Ritorno a Seoul è un film spezzato continuamente, veleggiato e sintonizzato sull’emotività rapsodica della sua protagonista. Davy Chou accarezza le sfere ricettive dello spettatore con la delicatezza di chi sa fare del minimalismo universalità sensibile. Potente, viscerale, irrisolta e irreversibilmente alienata.
Il secondo lavoro del regista franco-cambogiano, al cinema dall’11 maggio, si edifica su un’apparente difficoltà empatica. Posiziona al suo centro, in quel punto sempre instabile e sempre mobile, una ragazza compressa, sfuggente e sfrontata che tenta in tutti i modi di esiliarci fuori da sé, in un processo di allontanamento circolare che rafforza quanto messo in scena.

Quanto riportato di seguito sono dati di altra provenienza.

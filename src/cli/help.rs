// cli/help.rs — usage/help text, adapted from the reference CLI's
// usage()/usage_advanced() layout.

use crate::cli::constants::COMPRESSOR_NAME;

pub fn print_usage(program: &str) {
    eprintln!("Usage :");
    eprintln!("      {} [arg] [input] [output]", program);
    eprintln!();
    eprintln!("input   : a filename");
    eprintln!("          with no FILE, or when FILE is -, read standard input");
    eprintln!("Arguments :");
    eprintln!(" -c     : write to standard output, keep original files");
    eprintln!(" -d     : decompression");
    eprintln!(" -f     : overwrite output without prompting");
    eprintln!(" -k     : keep source file (default behaviour already keeps it)");
    eprintln!(" -q     : suppress warnings; repeat for errors too");
    eprintln!(" -v     : verbose mode");
    eprintln!(" -h/-H  : display this help/long help and exit");
    eprintln!(" -V     : display version number and exit");
}

pub fn print_long_help(program: &str) {
    print_usage(program);
    eprintln!();
    eprintln!("Long options (fully spelled out, same meaning as the short form):");
    eprintln!(" --stdout, --decompress, --force, --keep, --quiet, --verbose,");
    eprintln!(" --help, --version");
    eprintln!();
    eprintln!(
        "{} compresses in place by default, appending the {} suffix; decompression strips it.",
        COMPRESSOR_NAME,
        crate::cli::constants::SUFFIX
    );
}

pub fn print_version() {
    eprintln!("{} {}", COMPRESSOR_NAME, env!("CARGO_PKG_VERSION"));
}

pub fn print_bad_usage(program: &str) {
    eprintln!("Incorrect parameters");
    print_usage(program);
}
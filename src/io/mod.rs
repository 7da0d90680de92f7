//! Platform I/O managers: a [`crate::scheduler::Scheduler`] paired with a kernel readiness or
//! completion object, selected at compile time via [`cfg_if`].

cfg_if::cfg_if! {
    if #[cfg(unix)] {
        mod poll;
        pub use poll::{Event, EventGuard, PollIoManager as IoManager};
    } else if #[cfg(windows)] {
        mod iocp;
        pub use iocp::{AsyncEvent, IocpIoManager as IoManager};
    } else {
        compile_error!("weave::io requires a Unix (epoll/kqueue) or Windows (IOCP) target");
    }
}
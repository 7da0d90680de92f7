//! Completion-port I/O manager (Windows): a [`Scheduler`] paired with an I/O completion port for
//! overlapped operations, plus a bounded pool of auxiliary wait-block threads for plain
//! `HANDLE` events that don't go through overlapped I/O (e.g. `CreateEventW` handles).

use std::collections::HashMap;
use std::mem;
use std::ptr;
use std::sync::atomic::{AtomicUsize, Ordering};
use std::sync::{Arc, Mutex};
use std::thread::{self, ThreadId};
use std::time::{Duration, Instant};

use windows_sys::Win32::Foundation::{CloseHandle, BOOL, HANDLE, WAIT_OBJECT_0, WAIT_TIMEOUT};
use windows_sys::Win32::System::IO::{
    CancelIoEx, CreateIoCompletionPort, GetQueuedCompletionStatusEx, PostQueuedCompletionStatus,
    OVERLAPPED, OVERLAPPED_ENTRY,
};
use windows_sys::Win32::System::Threading::{
    CreateEventW, SetEvent, WaitForMultipleObjects, INFINITE,
};

use crate::config::ConfigSource;
use crate::error::{Result, WeaveError};
use crate::log::{weave_log, Level};
use crate::scheduler::{current, current_handle, yield_to_scheduler, FiberHandle, IdleBackend, Runnable, Scheduler, Thunk};
use crate::timer::TimerManager;

const MAXIMUM_WAIT_OBJECTS: usize = 64;
/// Reserved completion key distinguishing a [`IocpIoManager::tickle`] sentinel from real I/O.
const TICKLE_KEY: usize = 0;
const DEFAULT_ERROR_TOLERANCE_COUNT: usize = 3;
const DEFAULT_ERROR_TOLERANCE_WINDOW: Duration = Duration::from_secs(60);

struct EventContext {
    scheduler: Arc<Scheduler>,
    originating_thread: ThreadId,
    handle: FiberHandle,
}

/// Per-operation state, embedded as the first field so a raw `LPOVERLAPPED` returned by the
/// completion port can be reinterpreted as a pointer to the enclosing `AsyncEvent`.
#[repr(C)]
pub struct AsyncEvent {
    pub overlapped: OVERLAPPED,
    context: Mutex<Option<EventContext>>,
}

impl AsyncEvent {
    pub fn new() -> AsyncEvent {
        AsyncEvent { overlapped: unsafe { mem::zeroed() }, context: Mutex::new(None) }
    }
}

impl Default for AsyncEvent {
    fn default() -> AsyncEvent {
        AsyncEvent::new()
    }
}

struct WaitEntry {
    handle: HANDLE,
    scheduler: Arc<Scheduler>,
    runnable: Option<Runnable>,
    recurring: bool,
}

/// A group of up to [`MAXIMUM_WAIT_OBJECTS`] `- 1` auxiliary event handles serviced by one
/// dedicated OS thread via `WaitForMultipleObjects`; slot 0 is reserved for the reconfiguration
/// signal so a register/unregister call can safely hand the waiting thread a fresh snapshot.
struct WaitBlock {
    reconfigured: HANDLE,
    entries: Mutex<Vec<WaitEntry>>,
}

unsafe impl Send for WaitBlock {}
unsafe impl Sync for WaitBlock {}

impl WaitBlock {
    fn new() -> WaitBlock {
        let reconfigured = unsafe { CreateEventW(ptr::null(), 0, 0, ptr::null()) };
        WaitBlock { reconfigured, entries: Mutex::new(Vec::new()) }
    }

    /// Attempts to add `runnable` to this block. Returns it back on failure (no room) so the
    /// caller can try the next block or start a new one.
    fn register(&self, handle: HANDLE, scheduler: Arc<Scheduler>, runnable: Runnable, recurring: bool) -> std::result::Result<(), Runnable> {
        let mut entries = self.entries.lock().expect("wait block lock poisoned");
        if entries.len() + 1 >= MAXIMUM_WAIT_OBJECTS {
            return Err(runnable);
        }
        entries.push(WaitEntry { handle, scheduler, runnable: Some(runnable), recurring });
        drop(entries);
        unsafe {
            SetEvent(self.reconfigured);
        }
        Ok(())
    }

    fn unregister(&self, handle: HANDLE) -> usize {
        let mut entries = self.entries.lock().expect("wait block lock poisoned");
        let before = entries.len();
        entries.retain(|entry| entry.handle != handle);
        let removed = before - entries.len();
        drop(entries);
        if removed > 0 {
            unsafe {
                SetEvent(self.reconfigured);
            }
        }
        removed
    }

    fn run(self: Arc<Self>) {
        loop {
            let snapshot: Vec<HANDLE> = {
                let entries = self.entries.lock().expect("wait block lock poisoned");
                std::iter::once(self.reconfigured).chain(entries.iter().map(|e| e.handle)).collect()
            };

            let result = unsafe { WaitForMultipleObjects(snapshot.len() as u32, snapshot.as_ptr(), 0, INFINITE) };

            if result == WAIT_OBJECT_0 {
                // Reconfiguration signal: loop back around and rebuild the snapshot.
                continue;
            }

            let index = (result - WAIT_OBJECT_0) as usize;
            if index == 0 || index >= snapshot.len() {
                continue;
            }

            let fired = {
                let mut entries = self.entries.lock().expect("wait block lock poisoned");
                let entry_index = index - 1;
                if entry_index >= entries.len() {
                    None
                } else if entries[entry_index].recurring {
                    let entry = &mut entries[entry_index];
                    Some((entry.scheduler.clone(), entry.runnable.take()))
                } else {
                    let entry = entries.remove(entry_index);
                    Some((entry.scheduler, entry.runnable))
                }
            };

            if let Some((scheduler, Some(runnable))) = fired {
                scheduler.schedule_raw(runnable, None);
            }
        }
    }
}

impl Drop for WaitBlock {
    fn drop(&mut self) {
        unsafe {
            CloseHandle(self.reconfigured);
        }
    }
}

struct ErrorTolerance {
    allowed_count: usize,
    window: Duration,
    seen: Mutex<(usize, Instant)>,
}

/// A scheduler whose idle worker blocks on an I/O completion port.
pub struct IocpIoManager {
    pub scheduler: Arc<Scheduler>,
    timers: TimerManager,
    completion_port: HANDLE,
    pending_event_count: AtomicUsize,
    pending_events: Mutex<HashMap<usize, ()>>,
    wait_blocks: Mutex<Vec<Arc<WaitBlock>>>,
    error_tolerance: ErrorTolerance,
}

unsafe impl Send for IocpIoManager {}
unsafe impl Sync for IocpIoManager {}

impl IocpIoManager {
    /// Creates the manager. `error_tolerance_count`/`error_tolerance_window` bound how many
    /// transient [`IocpIoManager::tickle`] failures are swallowed within a sliding window before
    /// escalating to a fatal log, addressing intermittent `PostQueuedCompletionStatus` failures
    /// under kernel resource pressure.
    pub fn new(
        thread_count: usize,
        hijack_caller: bool,
        batch_size: usize,
        error_tolerance_count: usize,
        error_tolerance_window: Duration,
    ) -> std::io::Result<Arc<IocpIoManager>> {
        let scheduler = Scheduler::new(thread_count, hijack_caller, batch_size);
        let completion_port = unsafe { CreateIoCompletionPort(-1isize as HANDLE, 0, 0, thread_count as u32) };
        if completion_port == 0 {
            return Err(std::io::Error::last_os_error());
        }

        let manager = Arc::new(IocpIoManager {
            scheduler: scheduler.clone(),
            timers: TimerManager::new(),
            completion_port,
            pending_event_count: AtomicUsize::new(0),
            pending_events: Mutex::new(HashMap::new()),
            wait_blocks: Mutex::new(Vec::new()),
            error_tolerance: ErrorTolerance {
                allowed_count: error_tolerance_count,
                window: error_tolerance_window,
                seen: Mutex::new((0, Instant::now())),
            },
        });

        scheduler.set_backend(manager.clone());
        let hook_target = manager.clone();
        manager.timers.on_timer_inserted_at_front(Box::new(move || hook_target.tickle()));

        Ok(manager)
    }

    /// Creates the manager with `error_tolerance_count`/`error_tolerance_window` read from
    /// `weave.iocp.error_tolerance_count` and `weave.iocp.error_tolerance_window_us`, falling
    /// back to 3 failures per minute when either key is unset.
    pub fn from_config(config: &dyn ConfigSource, thread_count: usize, hijack_caller: bool, batch_size: usize) -> std::io::Result<Arc<IocpIoManager>> {
        let error_tolerance_count = config
            .get_int("weave.iocp.error_tolerance_count")
            .map(|n| n.max(0) as usize)
            .unwrap_or(DEFAULT_ERROR_TOLERANCE_COUNT);
        let error_tolerance_window = config
            .get_int("weave.iocp.error_tolerance_window_us")
            .map(|us| Duration::from_micros(us.max(0) as u64))
            .unwrap_or(DEFAULT_ERROR_TOLERANCE_WINDOW);
        IocpIoManager::new(thread_count, hijack_caller, batch_size, error_tolerance_count, error_tolerance_window)
    }

    pub fn start(self: &Arc<Self>) {
        self.scheduler.start();
    }

    pub fn dispatch(self: &Arc<Self>) {
        self.scheduler.dispatch();
    }

    pub fn stop(self: &Arc<Self>) {
        self.scheduler.stop();
    }

    pub fn timers(&self) -> &TimerManager {
        &self.timers
    }

    /// Associates `handle` with the completion port. Required once per handle before any
    /// overlapped call that will complete through it.
    pub fn register_file(&self, handle: HANDLE) -> Result<()> {
        let result = unsafe { CreateIoCompletionPort(handle, self.completion_port, 0, 0) };
        if result == 0 {
            return Err(WeaveError::from(std::io::Error::last_os_error()));
        }
        Ok(())
    }

    /// Stamps `event` with the current fiber/scheduler context. The caller passes
    /// `&mut event.overlapped` to the overlapped Windows call and then suspends (typically via
    /// [`yield_to_scheduler`]); [`IocpIoManager`]'s idle loop reschedules it on completion.
    pub fn register_event(&self, event: &AsyncEvent) -> Result<()> {
        let scheduler = current().ok_or(WeaveError::NoCurrentScheduler)?;
        let handle = current_handle().ok_or(WeaveError::NoCurrentFiber)?;
        *event.context.lock().expect("async event lock poisoned") =
            Some(EventContext { scheduler, originating_thread: thread::current().id(), handle });
        self.pending_event_count.fetch_add(1, Ordering::SeqCst);
        Ok(())
    }

    /// Undoes a [`IocpIoManager::register_event`] whose synchronous launch failed before any
    /// completion could be posted.
    pub fn unregister_event(&self, event: &AsyncEvent) {
        if event.context.lock().expect("async event lock poisoned").take().is_some() {
            self.pending_event_count.fetch_sub(1, Ordering::SeqCst);
        }
    }

    /// Cancels an in-flight overlapped operation. `CancelIoEx` is thread-independent on the
    /// platforms this crate targets, so no marshaling to the issuing thread is required.
    pub fn cancel_event(&self, handle: HANDLE, event: &AsyncEvent) -> bool {
        unsafe { CancelIoEx(handle, &event.overlapped as *const OVERLAPPED as *mut OVERLAPPED) != 0 }
    }

    /// Registers a plain Windows event `HANDLE` (not an overlapped I/O completion) with an
    /// auxiliary wait-block thread. With `thunk = None`, the current fiber is attached and
    /// rescheduled once `handle` signals; pass a thunk to run arbitrary code instead.
    pub fn register_handle_event(&self, handle: HANDLE, thunk: Option<Thunk>, recurring: bool) -> Result<()> {
        let scheduler = current().ok_or(WeaveError::NoCurrentScheduler)?;
        let runnable = match thunk {
            Some(thunk) => Runnable::Thunk(thunk),
            None => Runnable::Handle(current_handle().ok_or(WeaveError::NoCurrentFiber)?),
        };

        let mut blocks = self.wait_blocks.lock().expect("io manager lock poisoned");
        let mut runnable = runnable;
        for block in blocks.iter() {
            match block.register(handle, scheduler.clone(), runnable, recurring) {
                Ok(()) => return Ok(()),
                Err(returned) => runnable = returned,
            }
        }

        let block = Arc::new(WaitBlock::new());
        let worker = block.clone();
        thread::spawn(move || worker.run());
        block.register(handle, scheduler, runnable, recurring).expect("a brand new wait block has room for one entry");
        blocks.push(block);
        Ok(())
    }

    pub fn unregister_handle_event(&self, handle: HANDLE) -> usize {
        let blocks = self.wait_blocks.lock().expect("io manager lock poisoned");
        blocks.iter().map(|block| block.unregister(handle)).sum()
    }

    fn tickle_failed(&self) -> bool {
        let mut seen = self.error_tolerance.seen.lock().expect("io manager lock poisoned");
        let now = Instant::now();
        if now.duration_since(seen.1) > self.error_tolerance.window {
            *seen = (0, now);
        }
        seen.0 += 1;
        seen.0 > self.error_tolerance.allowed_count
    }
}

impl IdleBackend for IocpIoManager {
    fn block(&self, _timeout: Option<Duration>) {
        let timeout_ms = match self.timers.next_timeout() {
            Some(d) => d.as_millis().min(u32::MAX as u128) as u32,
            None => INFINITE,
        };

        let mut entries: [OVERLAPPED_ENTRY; 64] = unsafe { mem::zeroed() };
        let mut removed = 0u32;
        let ok: BOOL = unsafe {
            GetQueuedCompletionStatusEx(
                self.completion_port,
                entries.as_mut_ptr(),
                entries.len() as u32,
                &mut removed,
                timeout_ms,
                0,
            )
        };

        for thunk in self.timers.collect_expired() {
            self.scheduler.schedule(thunk);
        }

        if ok == 0 {
            return;
        }

        let mut real_completions = 0usize;
        for entry in &entries[..removed as usize] {
            if entry.lpCompletionKey == TICKLE_KEY && entry.lpOverlapped.is_null() {
                continue;
            }
            real_completions += 1;

            let event = entry.lpOverlapped as *mut AsyncEvent;
            let context = unsafe { (*event).context.lock().expect("async event lock poisoned").take() };
            if let Some(context) = context {
                context.scheduler.schedule_handle(context.handle);
            } else {
                weave_log!(Level::Warning, "io", "completion for an unregistered AsyncEvent on thread {:?}", thread::current().id());
            }
        }
        self.pending_event_count.fetch_sub(real_completions, Ordering::SeqCst);
    }

    fn tickle(&self) {
        let ok = unsafe { PostQueuedCompletionStatus(self.completion_port, 0, TICKLE_KEY, ptr::null_mut()) };
        if ok == 0 && self.tickle_failed() {
            weave_log!(Level::Fatal, "io", "PostQueuedCompletionStatus failed beyond the configured tolerance window");
        }
    }

    fn is_quiescent(&self) -> bool {
        self.pending_event_count.load(Ordering::SeqCst) == 0 && self.timers.next_timeout().is_none()
    }
}

impl Drop for IocpIoManager {
    fn drop(&mut self) {
        unsafe {
            CloseHandle(self.completion_port);
        }
    }
}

Ritorno a Seoul, il senso in cinque minuti
Ritorno a Seoul si catapulta nella storia in medias res, dentro quel ritorno, o approdo iniziatico, nella Seoul che ha dato i natali alla protagonista: Frédérique Benoît (Park Ji-Min), venticinquenne adottata dalla Francia e da una famiglia apparentemente accudente, premurosa e attenta. Apparentemente, perché della vita francese ci sarà sempre detto poco, emarginata in ellissi e inferenze sulla sua identità frammentata.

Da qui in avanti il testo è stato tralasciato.